Whilst in humans free virus particles and host cells are assumed to be homogenously mixed, in plants, the spatial component is a key factor. The natural proliferation of the virus through a plant is known to happen from a cell to an adjoining cell. When several strains of a virus are present on a plant leaf, the co-infection of a cell by two sub-types is extremely rare. The mechanism which prevents this co-infection is not known in detail. A mathematical model is constructed by modifying the typical Fisher-Kolmogorov equation to understand this mechanism. Two equations are considered, one for each strain. They include the supression of the competitor's type by modifying the reproduction terms in the Fisher-Kolmogorov equations. The hypothesis of co-infection of cells by two viral strains on a plant leaf being extremely rare is tested for the mathematical model presented in this paper.
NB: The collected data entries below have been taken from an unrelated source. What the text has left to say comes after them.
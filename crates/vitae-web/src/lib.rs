#![forbid(unsafe_code)]

//! `vitae-web` embeds the backdrop in a page-like host.
//!
//! Design goals:
//! - **Host-driven frames**: the embedding environment calls
//!   [`BackgroundHandle::frame`] from its animation callback and forwards
//!   resize notifications.
//! - **Deterministic time**: frame timing comes from an injected
//!   [`FrameClock`]; tests and the demo use [`DeterministicClock`].
//! - **No blocking / no threads**: suitable for `wasm32-unknown-unknown`.
//!
//! The crate does not bind to `wasm-bindgen`. A browser shim implements
//! [`CanvasSurface`] over `CanvasRenderingContext2D` by replaying
//! [`vitae_fx::DrawCommand`]s.

pub mod clock;
pub mod config;
pub mod host;
pub mod surface;

pub use clock::{DeterministicClock, FrameClock, WallClock};
pub use config::{HostConfig, ShapeCountSource};
pub use host::{BackgroundHandle, FrameOutcome, HostError, start, start_with_battery};
pub use surface::{CanvasSurface, RecordingCanvas};
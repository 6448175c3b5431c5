use crate::keyed::Keyed;

/// Whole-container traversal: visit, transform or fold every entry
/// exactly once, in the container's own iteration order.
///
/// None of these mutate the container or terminate early, and a panic
/// raised inside a caller-supplied closure propagates unmodified.
pub trait Traverse: Keyed {
    /// Invokes `action(key, value)` once per entry.
    fn each<F>(&self, mut action: F)
    where
        F: FnMut(&Self::K, &Self::V),
    {
        for (key, value) in self.entries() {
            action(key, value);
        }
    }

    /// Collects `transform(key, value)` for every entry into a sequence
    /// matching traversal order. Key information is discarded; the output
    /// length always equals the entry count.
    fn map_entries<T, F>(&self, mut transform: F) -> Vec<T>
    where
        F: FnMut(&Self::K, &Self::V) -> T,
    {
        let mut collected = Vec::with_capacity(self.len());
        for (key, value) in self.entries() {
            collected.push(transform(key, value));
        }
        collected
    }

    /// Left-folds the entries: `current = reducer(current, key, value)`
    /// for each entry in traversal order. An empty container returns
    /// `initial` unchanged.
    ///
    /// A non-commutative reducer is order-sensitive; the result is only
    /// guaranteed consistent across calls on the same unmodified instance.
    fn reduce<T, F>(&self, initial: T, mut reducer: F) -> T
    where
        F: FnMut(T, &Self::K, &Self::V) -> T,
    {
        self.entries()
            .fold(initial, |current, (key, value)| reducer(current, key, value))
    }
}

impl<M: Keyed + ?Sized> Traverse for M {}
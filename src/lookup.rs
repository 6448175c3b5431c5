use tracing::trace;

use crate::keyed::Keyed;
use crate::value::{Value, ValueType};

/// Guarded single-key lookup: "if this key exists and satisfies X, do Y,
/// else Z" collapsed into one call.
///
/// Absent keys and failed predicates are ordinary control flow here and
/// never raise. Closures run at most once; a panic inside one propagates
/// unmodified.
pub trait Lookup: Keyed {
    /// Invokes `action(value)` if the key is present, otherwise does
    /// nothing.
    fn with_value<F>(&self, key: &Self::K, action: F)
    where
        F: FnOnce(&Self::V),
    {
        if let Some(value) = self.lookup(key) {
            action(value);
        }
    }

    /// Invokes `action(value)` if the key is present, otherwise invokes
    /// `fallback()`.
    fn with_value_or<F, D>(&self, key: &Self::K, action: F, fallback: D)
    where
        F: FnOnce(&Self::V),
        D: FnOnce(),
    {
        match self.lookup(key) {
            Some(value) => action(value),
            None => {
                trace!("key absent, dispatching fallback");
                fallback();
            }
        }
    }

    /// Invokes `action(value)` only when the key is present and
    /// `predicate(value)` holds; otherwise does nothing.
    fn with_value_if<P, F>(&self, key: &Self::K, predicate: P, action: F)
    where
        P: FnOnce(&Self::V) -> bool,
        F: FnOnce(&Self::V),
    {
        if let Some(value) = self.lookup(key) {
            if predicate(value) {
                action(value);
            }
        }
    }

    /// Invokes `action(value)` when the key is present and
    /// `predicate(value)` holds, and `fallback()` when the key is absent
    /// or the predicate fails.
    fn with_value_if_or<P, F, D>(&self, key: &Self::K, predicate: P, action: F, fallback: D)
    where
        P: FnOnce(&Self::V) -> bool,
        F: FnOnce(&Self::V),
        D: FnOnce(),
    {
        match self.lookup(key) {
            Some(value) if predicate(value) => action(value),
            _ => {
                trace!("key absent or predicate failed, dispatching fallback");
                fallback();
            }
        }
    }
}

impl<M: Keyed + ?Sized> Lookup for M {}

/// Type-guarded lookup over containers of heterogeneous [`Value`]s.
///
/// The guard dispatches on the value's variant tag: the action only runs
/// when the stored value carries a payload of type `T`. An absent key and
/// a tag mismatch are treated identically.
pub trait TypedLookup: Keyed<V = Value> {
    /// Invokes `action(payload)` when the key is present and the stored
    /// value carries a `T`; otherwise does nothing.
    fn with_value_of<T, F>(&self, key: &Self::K, action: F)
    where
        T: ValueType,
        F: FnOnce(&T),
    {
        if let Some(payload) = self.lookup(key).and_then(T::from_value) {
            action(payload);
        }
    }

    /// Invokes `action(payload)` when the key is present and the stored
    /// value carries a `T`, and `fallback()` when the key is absent or
    /// the variant does not match.
    fn with_value_of_or<T, F, D>(&self, key: &Self::K, action: F, fallback: D)
    where
        T: ValueType,
        F: FnOnce(&T),
        D: FnOnce(),
    {
        match self.lookup(key).and_then(T::from_value) {
            Some(payload) => action(payload),
            None => {
                trace!(
                    expected = T::DATA_TYPE,
                    "key absent or tag mismatch, dispatching fallback"
                );
                fallback();
            }
        }
    }
}

impl<M: Keyed<V = Value> + ?Sized> TypedLookup for M {}
use std::collections::BTreeMap;

use keywise::keyed::ValueMap;
use keywise::traverse::Traverse;
use keywise::value::Value;

fn setup() -> ValueMap<&'static str> {
    let mut container = ValueMap::default();
    container.insert("a", Value::Int(1));
    container.insert("b", Value::Int(2));
    container.insert("c", Value::from("gamma"));
    container
}

#[test]
fn each_visits_every_entry_exactly_once() {
    let container = setup();
    let mut seen = Vec::new();
    container.each(|key, _value| seen.push(*key));
    assert_eq!(seen.len(), container.len());
    seen.sort();
    assert_eq!(seen, vec!["a", "b", "c"], "each distinct key once");
}

#[test]
fn each_on_empty_container_does_nothing() {
    let container: ValueMap<&str> = ValueMap::default();
    let mut visits = 0;
    container.each(|_key, _value| visits += 1);
    assert_eq!(visits, 0);
}

#[test]
fn map_entries_output_length_equals_entry_count() {
    let container = setup();
    let rendered = container.map_entries(|key, value| format!("{}={}", key, value));
    assert_eq!(rendered.len(), container.len());
}

#[test]
fn map_entries_applies_transform_in_traversal_order() {
    let container = setup();
    let keys = container.map_entries(|key, _value| *key);
    let rendered = container.map_entries(|key, value| format!("{}={}", key, value));
    // both traversals walk the same unmodified instance, so they must agree
    for (key, line) in keys.iter().zip(rendered.iter()) {
        assert!(line.starts_with(key), "expected {line} to begin with {key}");
    }
}

#[test]
fn btreemap_traversal_is_ascending_key_order() {
    let mut container = BTreeMap::new();
    container.insert("b", 2);
    container.insert("a", 1);
    container.insert("c", 3);
    assert_eq!(container.map_entries(|key, _value| *key), vec!["a", "b", "c"]);
}

#[test]
fn reduce_on_empty_container_returns_initial_unchanged() {
    let container: ValueMap<&str> = ValueMap::default();
    let result = container.reduce(42, |current, _key, _value| current + 1);
    assert_eq!(result, 42);
}

#[test]
fn reduce_sums_integer_values() {
    let mut container: ValueMap<&str> = ValueMap::default();
    container.insert("a", Value::Int(1));
    container.insert("b", Value::Int(2));
    let sum = container.reduce(0_i64, |current, _key, value| match value {
        Value::Int(i) => current + i,
        _ => current,
    });
    assert_eq!(sum, 3);
}

#[test]
fn reduce_with_non_commutative_reducer_is_stable_per_instance() {
    let container = setup();
    let concat = |current: String, key: &&str, value: &Value| format!("{current}|{key}:{value}");
    let first = container.reduce(String::new(), concat);
    let second = container.reduce(String::new(), concat);
    assert_eq!(
        first, second,
        "traversal order must be consistent across calls on an unmodified instance"
    );
}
Running simulations of the model shows that this hypothesis is only verified in the symmetric case of the considered rectangular 2-dimensional domain. This means that this model only verifies the hypothesis for the case where both strains are taken at corners of the rectangular domain and when both strains assume equal coefficients. For any biologically realistic case, this mathematical model does not show positive results and is not able to verify the hypothesis.